[Dataset excerpts]
-=-=-=-=-
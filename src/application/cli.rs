use std::path::PathBuf;

use anyhow::Result;
use clap::Parser;
use tracing::{info, Level};
use tracing_subscriber::prelude::*;

use crate::application::system::System;
use crate::config::{self, Config};
use crate::domain::ports::QuoteAdapter;
use crate::infrastructure::adapter::MockAdapter;

#[derive(Debug, Clone, Copy, clap::ValueEnum)]
pub enum Mode {
    Mock,
}

#[derive(Parser, Debug)]
#[command(author, version, about = "Gold-pricing technical-analysis and paper-trading engine", long_about = None)]
pub struct Cli {
    /// Tick source to drive ingestion from.
    #[arg(long, value_enum, default_value = "mock")]
    pub mode: Mode,

    /// Optional TOML overlay for the simulation grid; replaces the seeded
    /// default grid when the store has no simulations yet.
    #[arg(long)]
    pub config: Option<PathBuf>,

    /// Overrides `DATABASE_URL` from the environment.
    #[arg(long)]
    pub db: Option<String>,

    /// Seed for the deterministic mock adapter.
    #[arg(long, default_value_t = 1)]
    pub seed: u64,
}

/// Stdout-only `tracing` registry, matching the headless server entrypoint:
/// no UI channel, `RUST_LOG` controls verbosity via `EnvFilter`.
pub fn init_tracing() {
    let stdout_layer = tracing_subscriber::fmt::layer().with_target(false);
    tracing_subscriber::registry()
        .with(tracing_subscriber::EnvFilter::from_default_env().add_directive(Level::INFO.into()))
        .with(stdout_layer)
        .init();
}

/// Loads configuration, builds the system, drives it with the selected
/// adapter, and blocks until a shutdown signal arrives.
pub async fn run(cli: Cli) -> Result<()> {
    info!("altinrade {} starting", env!("CARGO_PKG_VERSION"));

    let mut config = Config::from_env()?;
    if let Some(db) = cli.db {
        config.database_url = db;
    }
    info!(database_url = %config.database_url, interval_s = config.collection_interval_s, "configuration loaded");

    let adapter: Box<dyn QuoteAdapter> = match cli.mode {
        Mode::Mock => Box::new(MockAdapter::new(cli.seed)),
    };
    let grid_overlay = cli.config.as_deref().map(config::load_simulation_grid_overlay).transpose()?;

    let system = System::build(config).await?;
    let handle = system.start(adapter, grid_overlay).await?;
    info!("system running, press Ctrl+C to shut down");

    tokio::signal::ctrl_c().await?;
    info!("shutdown signal received");
    let _ = handle.shutdown.send(true);

    Ok(())
}
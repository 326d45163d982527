use rust_decimal::Decimal;
use thiserror::Error;

/// Error taxonomy for the analysis/simulation pipeline.
///
/// Workers recover locally from every variant except `InvariantViolation`,
/// which pauses only the simulation that raised it, and `ConfigurationError`,
/// which aborts startup.
#[derive(Debug, Error)]
pub enum EngineError {
    #[error("transient I/O failure after {attempts} attempts: {reason}")]
    TransientIo { attempts: u32, reason: String },

    #[error("validation failed for {field}: {reason}")]
    ValidationError { field: String, reason: String },

    #[error("insufficient data: {reason}")]
    InsufficientData { reason: String },

    #[error("{component} exceeded its {budget_ms}ms budget")]
    Timeout { component: String, budget_ms: u64 },

    #[error("invariant violated in simulation {sim_id}: {reason}")]
    InvariantViolation { sim_id: String, reason: String },

    #[error("configuration error: {reason}")]
    ConfigurationError { reason: String },
}

impl EngineError {
    pub fn insufficient_data(reason: impl Into<String>) -> Self {
        EngineError::InsufficientData {
            reason: reason.into(),
        }
    }

    pub fn timeout(component: impl Into<String>, budget_ms: u64) -> Self {
        EngineError::Timeout {
            component: component.into(),
            budget_ms,
        }
    }
}

/// Storage-layer error, kept distinct from `EngineError` so repository
/// traits can be implemented without pulling in the whole taxonomy.
#[derive(Debug, Error)]
pub enum StorageError {
    #[error("I/O failure: {0}")]
    Io(String),

    #[error("record not found")]
    NotFound,

    #[error("corrupt record skipped: {0}")]
    Corrupt(String),
}

/// Raised when a simulation's capital-accounting invariant does not hold.
/// Carrying the offending numbers lets the caller log a precise diagnostic
/// before pausing the simulation.
#[derive(Debug, Error)]
#[error("capital mismatch for sim {sim_id}: ledger {ledger} != expected {expected}")]
pub struct CapitalMismatch {
    pub sim_id: String,
    pub ledger: Decimal,
    pub expected: Decimal,
}
use rust_decimal::Decimal;
use serde::{Deserialize, Serialize};

use crate::domain::market::regime::{MomentumRegime, TrendRegime, VolatilityRegime};

#[derive(Debug, Clone, Copy, PartialEq, Eq, Serialize, Deserialize)]
pub enum DivergenceDirection {
    Bullish,
    Bearish,
}

/// RSI/price divergence between a swing pair.
#[derive(Debug, Clone, Serialize, Deserialize)]
pub struct DivergenceAnalysis {
    pub direction: DivergenceDirection,
    pub hidden: bool,
    /// 1..=5
    pub strength: u8,
    pub confidence: Decimal,
}

#[derive(Debug, Clone, Copy, PartialEq, Eq, Serialize, Deserialize)]
pub enum StructureState {
    Uptrend,
    Downtrend,
    Ranging,
}

#[derive(Debug, Clone, Copy, PartialEq, Eq, Serialize, Deserialize)]
pub enum StructureBreakType {
    BullishBreakOfStructure,
    BearishBreakOfStructure,
}

#[derive(Debug, Clone, Serialize, Deserialize)]
pub struct PullbackZone {
    pub low: Decimal,
    pub high: Decimal,
    pub active: bool,
}

/// Market-structure read: prevailing state plus any break of structure.
#[derive(Debug, Clone, Serialize, Deserialize)]
pub struct StructureAnalysis {
    pub current: StructureState,
    pub has_break: bool,
    pub break_type: Option<StructureBreakType>,
    pub pullback_zone: Option<PullbackZone>,
    pub key_levels: Vec<Decimal>,
}

#[derive(Debug, Clone, Serialize, Deserialize)]
pub struct LiquidityPool {
    pub price: Decimal,
    pub touches: u32,
}

#[derive(Debug, Clone, Serialize, Deserialize)]
pub struct StopHunt {
    pub level: Decimal,
    pub reverted_within_bars: u32,
}

#[derive(Debug, Clone, Serialize, Deserialize)]
pub struct OrderBlock {
    pub low: Decimal,
    pub high: Decimal,
    pub bullish: bool,
}

#[derive(Debug, Clone, Serialize, Deserialize)]
pub struct FairValueGap {
    pub low: Decimal,
    pub high: Decimal,
    pub bullish: bool,
}

/// Smart-money-concepts read: liquidity pools, order blocks, fair-value
/// gaps and stop hunts.
#[derive(Debug, Clone, Serialize, Deserialize, Default)]
pub struct SmcAnalysis {
    pub liquidity_pools: Vec<LiquidityPool>,
    pub stop_hunt: Option<StopHunt>,
    pub order_blocks: Vec<OrderBlock>,
    pub fvgs: Vec<FairValueGap>,
    pub entry_zones: Vec<Decimal>,
}

#[derive(Debug, Clone, Serialize, Deserialize)]
pub struct FibonacciLevel {
    pub ratio: Decimal,
    pub price: Decimal,
}

/// Fibonacci retracement/extension levels over the active swing.
#[derive(Debug, Clone, Serialize, Deserialize)]
pub struct FibonacciAnalysis {
    pub levels: Vec<FibonacciLevel>,
    pub active_bounce: Option<Decimal>,
    pub target_level: Option<Decimal>,
}

#[derive(Debug, Clone, Serialize, Deserialize)]
pub struct DetectedPattern {
    pub name: String,
    pub confidence: Decimal,
    pub target: Option<Decimal>,
}

/// Named chart/candlestick patterns detected in the recent window.
#[derive(Debug, Clone, Serialize, Deserialize, Default)]
pub struct PatternsAnalysis {
    pub detected: Vec<DetectedPattern>,
}

/// Tagged sum of every sub-analyzer's result. `InsufficientData` stands in
/// for a missing or stale analyzer result instead of a panic or exception.
#[derive(Debug, Clone, Serialize, Deserialize)]
#[serde(tag = "kind")]
pub enum SubAnalysis {
    TrendRegime(TrendRegime),
    VolatilityRegime(VolatilityRegime),
    MomentumRegime(MomentumRegime),
    Divergence(DivergenceAnalysis),
    Structure(StructureAnalysis),
    Smc(SmcAnalysis),
    Fibonacci(FibonacciAnalysis),
    Patterns(PatternsAnalysis),
    InsufficientData { analyzer: String, reason: String },
}

impl SubAnalysis {
    pub fn insufficient(analyzer: impl Into<String>, reason: impl Into<String>) -> Self {
        SubAnalysis::InsufficientData {
            analyzer: analyzer.into(),
            reason: reason.into(),
        }
    }

    pub fn is_insufficient(&self) -> bool {
        matches!(self, SubAnalysis::InsufficientData { .. })
    }

    /// Confidence contributed toward the signal combiner's confluence
    /// weighting; `InsufficientData` contributes none.
    pub fn confidence(&self) -> Decimal {
        match self {
            SubAnalysis::Divergence(d) => d.confidence,
            SubAnalysis::Patterns(p) => p
                .detected
                .iter()
                .map(|d| d.confidence)
                .fold(Decimal::ZERO, Decimal::max),
            SubAnalysis::Smc(s) => {
                if !s.entry_zones.is_empty() || s.stop_hunt.is_some() {
                    Decimal::new(6, 1)
                } else {
                    Decimal::ZERO
                }
            }
            SubAnalysis::Fibonacci(f) => {
                if f.active_bounce.is_some() {
                    Decimal::new(6, 1)
                } else {
                    Decimal::new(3, 1)
                }
            }
            SubAnalysis::Structure(s) => {
                if s.has_break {
                    Decimal::new(7, 1)
                } else {
                    Decimal::new(4, 1)
                }
            }
            SubAnalysis::TrendRegime(t) => t.strength,
            SubAnalysis::VolatilityRegime(_) => Decimal::new(5, 1),
            SubAnalysis::MomentumRegime(m) => {
                if m.alignment {
                    Decimal::new(6, 1)
                } else {
                    Decimal::new(3, 1)
                }
            }
            SubAnalysis::InsufficientData { .. } => Decimal::ZERO,
        }
    }
}

#[cfg(test)]
mod tests {
    use super::*;

    #[test]
    fn insufficient_data_has_zero_confidence() {
        let sa = SubAnalysis::insufficient("divergence", "no swings");
        assert!(sa.is_insufficient());
        assert_eq!(sa.confidence(), Decimal::ZERO);
    }
}
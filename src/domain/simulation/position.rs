use chrono::{DateTime, Utc};
use rust_decimal::Decimal;
use serde::{Deserialize, Serialize};
use uuid::Uuid;

use crate::domain::market::timeframe::Timeframe;

#[derive(Debug, Clone, Copy, PartialEq, Eq, Serialize, Deserialize)]
pub enum PositionSide {
    Long,
    Short,
}

impl PositionSide {
    pub fn sign(&self) -> Decimal {
        match self {
            PositionSide::Long => Decimal::ONE,
            PositionSide::Short => -Decimal::ONE,
        }
    }
}

#[derive(Debug, Clone, Copy, PartialEq, Eq, Serialize, Deserialize)]
pub enum PositionStatus {
    Open,
    Closed,
}

#[derive(Debug, Clone, Copy, PartialEq, Eq, Serialize, Deserialize)]
pub enum ExitReason {
    StopLoss,
    TakeProfit,
    DailyLossLimit,
    OppositeSignal,
    TrailingStop,
    MaxHoldDuration,
    ConfidenceDecay,
    VolatilitySpike,
}

/// A paper-traded position within one simulation. Opened atomically with a
/// capital debit from its timeframe's ledger; closed atomically with a
/// capital credit of the remaining size plus net P&L.
#[derive(Debug, Clone, Serialize, Deserialize)]
pub struct Position {
    pub id: Uuid,
    pub sim_id: Uuid,
    pub timeframe: Timeframe,
    pub side: PositionSide,
    pub size_grams: Decimal,
    pub entry_price: Decimal,
    pub entry_ts: DateTime<Utc>,
    pub entry_commission: Decimal,
    pub stop_loss: Decimal,
    pub take_profit: Decimal,
    pub trailing_stop: Option<Decimal>,
    pub entry_confidence: Decimal,
    pub status: PositionStatus,
    pub exit_price: Option<Decimal>,
    pub exit_ts: Option<DateTime<Utc>>,
    pub exit_reason: Option<ExitReason>,
    pub gross_pnl_tl: Option<Decimal>,
    pub gross_pnl_grams: Option<Decimal>,
    pub costs_tl: Option<Decimal>,
    pub net_pnl_tl: Option<Decimal>,
    pub net_pnl_grams: Option<Decimal>,
}

impl Position {
    #[allow(clippy::too_many_arguments)]
    pub fn open(
        sim_id: Uuid,
        timeframe: Timeframe,
        side: PositionSide,
        size_grams: Decimal,
        entry_price: Decimal,
        entry_ts: DateTime<Utc>,
        entry_commission: Decimal,
        stop_loss: Decimal,
        take_profit: Decimal,
        entry_confidence: Decimal,
    ) -> Self {
        Self {
            id: Uuid::new_v4(),
            sim_id,
            timeframe,
            side,
            size_grams,
            entry_price,
            entry_ts,
            entry_commission,
            stop_loss,
            take_profit,
            trailing_stop: None,
            entry_confidence,
            status: PositionStatus::Open,
            exit_price: None,
            exit_ts: None,
            exit_reason: None,
            gross_pnl_tl: None,
            gross_pnl_grams: None,
            costs_tl: None,
            net_pnl_tl: None,
            net_pnl_grams: None,
        }
    }

    pub fn is_open(&self) -> bool {
        self.status == PositionStatus::Open
    }

    /// Closes the position, computing gross/net P&L in both TL and grams.
    /// `exit_commission` is the cost-model's exit leg; `half_spread` is
    /// applied against the market price before this call by the caller.
    pub fn close(
        &mut self,
        exit_price: Decimal,
        exit_ts: DateTime<Utc>,
        exit_commission: Decimal,
        current_gram_price: Decimal,
        reason: ExitReason,
    ) {
        let gross_pnl_tl = (exit_price - self.entry_price) * self.size_grams * self.side.sign();
        let costs_tl = self.entry_commission + exit_commission;
        let net_pnl_tl = gross_pnl_tl - costs_tl;

        self.status = PositionStatus::Closed;
        self.exit_price = Some(exit_price);
        self.exit_ts = Some(exit_ts);
        self.exit_reason = Some(reason);
        self.gross_pnl_tl = Some(gross_pnl_tl);
        self.gross_pnl_grams = Some(gross_pnl_tl / current_gram_price);
        self.costs_tl = Some(costs_tl);
        self.net_pnl_tl = Some(net_pnl_tl);
        self.net_pnl_grams = Some(net_pnl_tl / current_gram_price);
    }

    /// Amount to credit back to the timeframe's capital ledger on close:
    /// the original size plus the net P&L expressed in grams.
    pub fn settlement_grams(&self) -> Option<Decimal> {
        self.net_pnl_grams.map(|pnl| self.size_grams + pnl)
    }
}
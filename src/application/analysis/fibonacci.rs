use rust_decimal::Decimal;
use rust_decimal_macros::dec;

use crate::application::analysis::swing::find_swings;
use crate::domain::analysis::sub_analysis::{FibonacciAnalysis, FibonacciLevel, SubAnalysis};
use crate::domain::market::candle::Candle;

const LOOKBACK: usize = 10;
const BOUNCE_BAND_PCT: Decimal = dec!(0.003);
const RATIOS: [Decimal; 5] = [dec!(0.236), dec!(0.382), dec!(0.5), dec!(0.618), dec!(0.786)];

/// Retracement levels drawn from the most recent swing-high/swing-low pair.
pub fn analyze(candles: &[Candle]) -> SubAnalysis {
    let swings = find_swings(candles, LOOKBACK);
    let Some(last_high) = swings.iter().rev().find(|s| s.is_high) else {
        return SubAnalysis::insufficient("fibonacci", "no swing-high available");
    };
    let Some(last_low) = swings.iter().rev().find(|s| !s.is_high) else {
        return SubAnalysis::insufficient("fibonacci", "no swing-low available");
    };

    let (high, low) = (last_high.price, last_low.price);
    let uptrend = last_low.index < last_high.index;
    let range = high - low;
    if range <= Decimal::ZERO {
        return SubAnalysis::insufficient("fibonacci", "degenerate swing range");
    }

    let levels: Vec<FibonacciLevel> = RATIOS
        .iter()
        .map(|&ratio| {
            let price = if uptrend { high - range * ratio } else { low + range * ratio };
            FibonacciLevel { ratio, price }
        })
        .collect();

    let close = candles.last().map(|c| c.close).unwrap_or_default();
    let mut active_bounce = None;
    let mut target_level = None;
    if candles.len() >= 3 {
        let breach_up = candles[candles.len() - 2].close < candles[candles.len() - 3].close
            && candles[candles.len() - 1].close < candles[candles.len() - 2].close;
        let breach_down = candles[candles.len() - 2].close > candles[candles.len() - 3].close
            && candles[candles.len() - 1].close > candles[candles.len() - 2].close;

        for level in &levels {
            let band = level.price * BOUNCE_BAND_PCT;
            if (close - level.price).abs() <= band {
                let bouncing_against_breach = (uptrend && breach_down) || (!uptrend && breach_up);
                if bouncing_against_breach {
                    active_bounce = Some(level.price);
                    target_level = Some(if uptrend { high } else { low });
                }
                break;
            }
        }
    }

    SubAnalysis::Fibonacci(FibonacciAnalysis { levels, active_bounce, target_level })
}
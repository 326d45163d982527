//! S3/S4: a real `SimulationEngine` driven end to end through the event
//! bus, backed by in-memory test doubles for the two stores it depends on.

use std::collections::HashMap;
use std::sync::Mutex;

use async_trait::async_trait;
use chrono::{TimeZone, Utc};
use rust_decimal_macros::dec;
use tokio::sync::{mpsc, watch};
use uuid::Uuid;

use altinrade::application::simulation::engine::SimulationCommand;
use altinrade::application::simulation::SimulationEngine;
use altinrade::config::TradingWindow;
use altinrade::domain::analysis::{AnalysisRecord, SignalRecord};
use altinrade::domain::analysis::record::{SignalDirection, SignalStrength};
use altinrade::domain::market::timeframe::Timeframe;
use altinrade::domain::repositories::{AnalysisStore, SimulationStore, StoreResult};
use altinrade::domain::simulation::daily_performance::DailyPerformance;
use altinrade::domain::simulation::position::{ExitReason, Position, PositionSide};
use altinrade::domain::simulation::{SimulationConfig, StrategyType};
use altinrade::infrastructure::event_bus::{Event, EventBus, PriceUpdatePayload, Topic};
use altinrade::infrastructure::observability::Metrics;

/// No fresh analysis available; every strategy filter that consults it
/// degrades to "no opinion", which is fine for `StrategyType::Main`.
struct NoAnalysis;

#[async_trait]
impl AnalysisStore for NoAnalysis {
    async fn insert_analysis(&self, _record: &AnalysisRecord) -> StoreResult<()> {
        Ok(())
    }
    async fn fetch_latest_analysis(&self, _timeframe: Timeframe) -> StoreResult<Option<AnalysisRecord>> {
        Ok(None)
    }
    async fn fetch_analyses(&self, _timeframe: Timeframe, _limit: usize) -> StoreResult<Vec<AnalysisRecord>> {
        Ok(vec![])
    }
    async fn insert_signal(&self, _record: &SignalRecord) -> StoreResult<()> {
        Ok(())
    }
    async fn fetch_signals(&self, _since: chrono::DateTime<Utc>) -> StoreResult<Vec<SignalRecord>> {
        Ok(vec![])
    }
}

/// Records every position the engine persists, keyed by position id, so a
/// test can assert on its final settled shape.
#[derive(Default)]
struct RecordingStore {
    positions: Mutex<HashMap<Uuid, Position>>,
}

#[async_trait]
impl SimulationStore for RecordingStore {
    async fn list_simulations(&self) -> StoreResult<Vec<SimulationConfig>> {
        Ok(vec![])
    }
    async fn create_simulation(&self, _config: &SimulationConfig) -> StoreResult<()> {
        Ok(())
    }
    async fn insert_position(&self, position: &Position) -> StoreResult<()> {
        self.positions.lock().unwrap().insert(position.id, position.clone());
        Ok(())
    }
    async fn update_position_exit(&self, position: &Position) -> StoreResult<()> {
        self.positions.lock().unwrap().insert(position.id, position.clone());
        Ok(())
    }
    async fn fetch_open_positions(&self, sim_id: Uuid) -> StoreResult<Vec<Position>> {
        Ok(self.positions.lock().unwrap().values().filter(|p| p.sim_id == sim_id && p.is_open()).cloned().collect())
    }
    async fn upsert_daily_performance(&self, _performance: &DailyPerformance) -> StoreResult<()> {
        Ok(())
    }
}

fn buy_signal(tf: Timeframe, ts: chrono::DateTime<Utc>, entry: rust_decimal::Decimal) -> SignalRecord {
    SignalRecord {
        id: Uuid::new_v4(),
        timeframe: tf,
        ts,
        direction: SignalDirection::Buy,
        confidence: dec!(0.8),
        signal_strength: SignalStrength::Strong,
        entry_price: entry,
        stop_loss: Some(entry - dec!(10)),
        take_profit: Some(entry + dec!(20)),
        risk_reward: dec!(2.0),
        position_size_pct: dec!(0.05),
        contributing: vec!["trend_regime".to_string()],
    }
}

fn sell_signal(tf: Timeframe, ts: chrono::DateTime<Utc>, entry: rust_decimal::Decimal, confidence: rust_decimal::Decimal) -> SignalRecord {
    SignalRecord {
        id: Uuid::new_v4(),
        timeframe: tf,
        ts,
        direction: SignalDirection::Sell,
        confidence,
        signal_strength: SignalStrength::Strong,
        entry_price: entry,
        stop_loss: Some(entry + dec!(10)),
        take_profit: Some(entry - dec!(20)),
        risk_reward: dec!(2.0),
        position_size_pct: dec!(0.05),
        contributing: vec!["trend_regime".to_string()],
    }
}

/// Spawns a `SimulationEngine` over one `StrategyType::Main` simulation
/// tracking a single timeframe, wired to a fresh bus and in-memory stores.
fn spawn_engine(tf: Timeframe) -> (std::sync::Arc<EventBus>, std::sync::Arc<RecordingStore>, SimulationConfig, watch::Sender<bool>) {
    let config = SimulationConfig::new("main", StrategyType::Main, vec![tf]);
    let bus = std::sync::Arc::new(EventBus::new());
    let store = std::sync::Arc::new(RecordingStore::default());
    let analyses = std::sync::Arc::new(NoAnalysis);
    let metrics = std::sync::Arc::new(Metrics::new().expect("metrics registration"));
    let engine = std::sync::Arc::new(SimulationEngine::new(
        vec![config.clone()],
        analyses,
        store.clone(),
        bus.clone(),
        metrics,
        TradingWindow::default(),
    ));

    let (_cmd_tx, cmd_rx) = mpsc::channel::<SimulationCommand>(4);
    let (shutdown_tx, shutdown_rx) = watch::channel(false);
    tokio::spawn(engine.run(cmd_rx, shutdown_rx));
    // Keep the command sender alive for the test's duration so the
    // engine's `commands.recv()` arm never observes a closed channel.
    std::mem::forget(_cmd_tx);
    (bus, store, config, shutdown_tx)
}

fn at(hour: u32, minute: u32) -> chrono::DateTime<Utc> {
    Utc.with_ymd_and_hms(2026, 1, 1, hour, minute, 0).unwrap()
}

#[tokio::test]
async fn s3_position_opens_and_closes_on_stop_loss() {
    let (bus, store, _config, shutdown) = spawn_engine(Timeframe::FifteenMin);
    let mut opened_sub = bus.subscribe(Topic::PositionOpened);
    let mut closed_sub = bus.subscribe(Topic::PositionClosed);

    bus.publish(Event::Signal(buy_signal(Timeframe::FifteenMin, at(10, 0), dec!(2000.00))));

    let opened = tokio::time::timeout(std::time::Duration::from_secs(1), opened_sub.recv(&bus))
        .await
        .expect("position-opened event within timeout")
        .expect("bus still open");
    let Event::PositionOpened(opened) = opened else { panic!("expected PositionOpened") };
    assert_eq!(opened.side, PositionSide::Long);
    assert_eq!(opened.stop_loss, dec!(1990.00));
    assert_eq!(opened.take_profit, dec!(2020.00));

    // Next tick drops straight through the stop, below the half-spread
    // cushion that widened the actual fill price on entry.
    bus.publish(Event::PriceUpdate(PriceUpdatePayload {
        t: at(10, 15),
        g: dec!(1985.00),
        o: dec!(2650),
        u: dec!(32.0),
    }));

    let closed = tokio::time::timeout(std::time::Duration::from_secs(1), closed_sub.recv(&bus))
        .await
        .expect("position-closed event within timeout")
        .expect("bus still open");
    let Event::PositionClosed(closed) = closed else { panic!("expected PositionClosed") };
    assert_eq!(closed.id, opened.id);
    assert_eq!(closed.exit_reason, Some(ExitReason::StopLoss));
    assert!(closed.net_pnl_tl.unwrap() < rust_decimal::Decimal::ZERO, "a stop-loss exit must realize a loss");

    let recorded = store.positions.lock().unwrap().get(&opened.id).cloned().expect("position recorded");
    assert!(!recorded.is_open());

    let _ = shutdown.send(true);
}

#[tokio::test]
async fn s4_opposite_signal_closes_before_any_new_entry_is_considered() {
    let (bus, store, _config, shutdown) = spawn_engine(Timeframe::OneHour);
    let mut opened_sub = bus.subscribe(Topic::PositionOpened);
    let mut closed_sub = bus.subscribe(Topic::PositionClosed);

    bus.publish(Event::Signal(buy_signal(Timeframe::OneHour, at(9, 0), dec!(2000.00))));
    let first = tokio::time::timeout(std::time::Duration::from_secs(1), opened_sub.recv(&bus))
        .await
        .unwrap()
        .unwrap();
    let Event::PositionOpened(first) = first else { panic!("expected PositionOpened") };
    assert_eq!(first.side, PositionSide::Long);

    // One hour later, a confident SELL on the same timeframe: the long
    // must be closed as `opposite_signal`, and the engine must not have
    // opened a fresh short from this very signal.
    bus.publish(Event::Signal(sell_signal(Timeframe::OneHour, at(10, 0), dec!(2005.00), dec!(0.7))));

    let closed = tokio::time::timeout(std::time::Duration::from_secs(1), closed_sub.recv(&bus))
        .await
        .unwrap()
        .unwrap();
    let Event::PositionClosed(closed) = closed else { panic!("expected PositionClosed") };
    assert_eq!(closed.id, first.id);
    assert_eq!(closed.exit_reason, Some(ExitReason::OppositeSignal));

    let no_new_open = tokio::time::timeout(std::time::Duration::from_millis(200), opened_sub.recv(&bus)).await;
    assert!(no_new_open.is_err(), "the closing signal must not also open a new position");

    assert!(!store.positions.lock().unwrap().get(&first.id).unwrap().is_open());

    let _ = shutdown.send(true);
}
use serde::{Deserialize, Serialize};

/// Counters for one table cache, or a sum over several
#[derive(Debug, Clone, Default, PartialEq, Serialize, Deserialize)]
pub struct CacheStats {
    pub hit_count: u64,
    pub miss_count: u64,
    pub rows: usize,
    pub bytes: u64,
    pub index_buckets: usize,
    pub index_keys: u64,
}

impl CacheStats {
    pub fn hit_rate(&self) -> f64 {
        let total = self.hit_count + self.miss_count;
        if total == 0 {
            0.0
        } else {
            self.hit_count as f64 / total as f64
        }
    }

    pub fn merge(&mut self, other: &CacheStats) {
        self.hit_count += other.hit_count;
        self.miss_count += other.miss_count;
        self.rows += other.rows;
        self.bytes += other.bytes;
        self.index_buckets += other.index_buckets;
        self.index_keys += other.index_keys;
    }
}

#[derive(Debug, Clone, Serialize, Deserialize)]
pub struct TableCacheStats {
    pub table: String,
    pub enabled: bool,
    pub stats: CacheStats,
}

/// Snapshot of a whole database cache
#[derive(Debug, Clone, Serialize, Deserialize)]
pub struct DatabaseCacheStats {
    pub database: String,
    pub tables: Vec<TableCacheStats>,
    pub total: CacheStats,
    pub max_bytes: Option<u64>,
    pub max_rows: Option<u64>,
    /// Rows removed by cleanup since the cache was created
    pub evicted_rows: u64,
    pub cleanup_runs: u64,
}

impl DatabaseCacheStats {
    pub fn table(&self, name: &str) -> Option<&CacheStats> {
        self.tables.iter().find(|t| t.table == name).map(|t| &t.stats)
    }

    /// Fraction of the byte ceiling in use, if one is set
    pub fn utilization(&self) -> Option<f64> {
        self.max_bytes
            .filter(|max| *max > 0)
            .map(|max| self.total.bytes as f64 / max as f64)
    }
}

#[cfg(test)]
mod tests {
    use super::*;

    #[test]
    fn hit_rate_and_merge() {
        let mut a = CacheStats { hit_count: 3, miss_count: 1, rows: 2, ..Default::default() };
        assert_eq!(a.hit_rate(), 0.75);
        a.merge(&CacheStats { hit_count: 1, miss_count: 3, rows: 1, ..Default::default() });
        assert_eq!(a.hit_rate(), 0.5);
        assert_eq!(a.rows, 3);
        assert_eq!(CacheStats::default().hit_rate(), 0.0);
    }
}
-=-=-=-=-
▸ **WHAT YOU ARE ASKED TO DO**: All lines in the data above from the one with "pub struct StopHunt" through the one with "the recent window." must be repeated exactly, and no others.

▸ **WRITTEN SOLUTION**:
pub struct StopHunt {
    pub level: Decimal,
    pub reverted_within_bars: u32,
}

#[derive(Debug, Clone, Serialize, Deserialize)]
pub struct OrderBlock {
    pub low: Decimal,
    pub high: Decimal,
    pub bullish: bool,
}

#[derive(Debug, Clone, Serialize, Deserialize)]
pub struct FairValueGap {
    pub low: Decimal,
    pub high: Decimal,
    pub bullish: bool,
}

/// Smart-money-concepts read: liquidity pools, order blocks, fair-value
/// gaps and stop hunts.
#[derive(Debug, Clone, Serialize, Deserialize, Default)]
pub struct SmcAnalysis {
    pub liquidity_pools: Vec<LiquidityPool>,
    pub stop_hunt: Option<StopHunt>,
    pub order_blocks: Vec<OrderBlock>,
    pub fvgs: Vec<FairValueGap>,
    pub entry_zones: Vec<Decimal>,
}

#[derive(Debug, Clone, Serialize, Deserialize)]
pub struct FibonacciLevel {
    pub ratio: Decimal,
    pub price: Decimal,
}

/// Fibonacci retracement/extension levels over the active swing.
#[derive(Debug, Clone, Serialize, Deserialize)]
pub struct FibonacciAnalysis {
    pub levels: Vec<FibonacciLevel>,
    pub active_bounce: Option<Decimal>,
    pub target_level: Option<Decimal>,
}

#[derive(Debug, Clone, Serialize, Deserialize)]
pub struct DetectedPattern {
    pub name: String,
    pub confidence: Decimal,
    pub target: Option<Decimal>,
}

/// Named chart/candlestick patterns detected in the recent window.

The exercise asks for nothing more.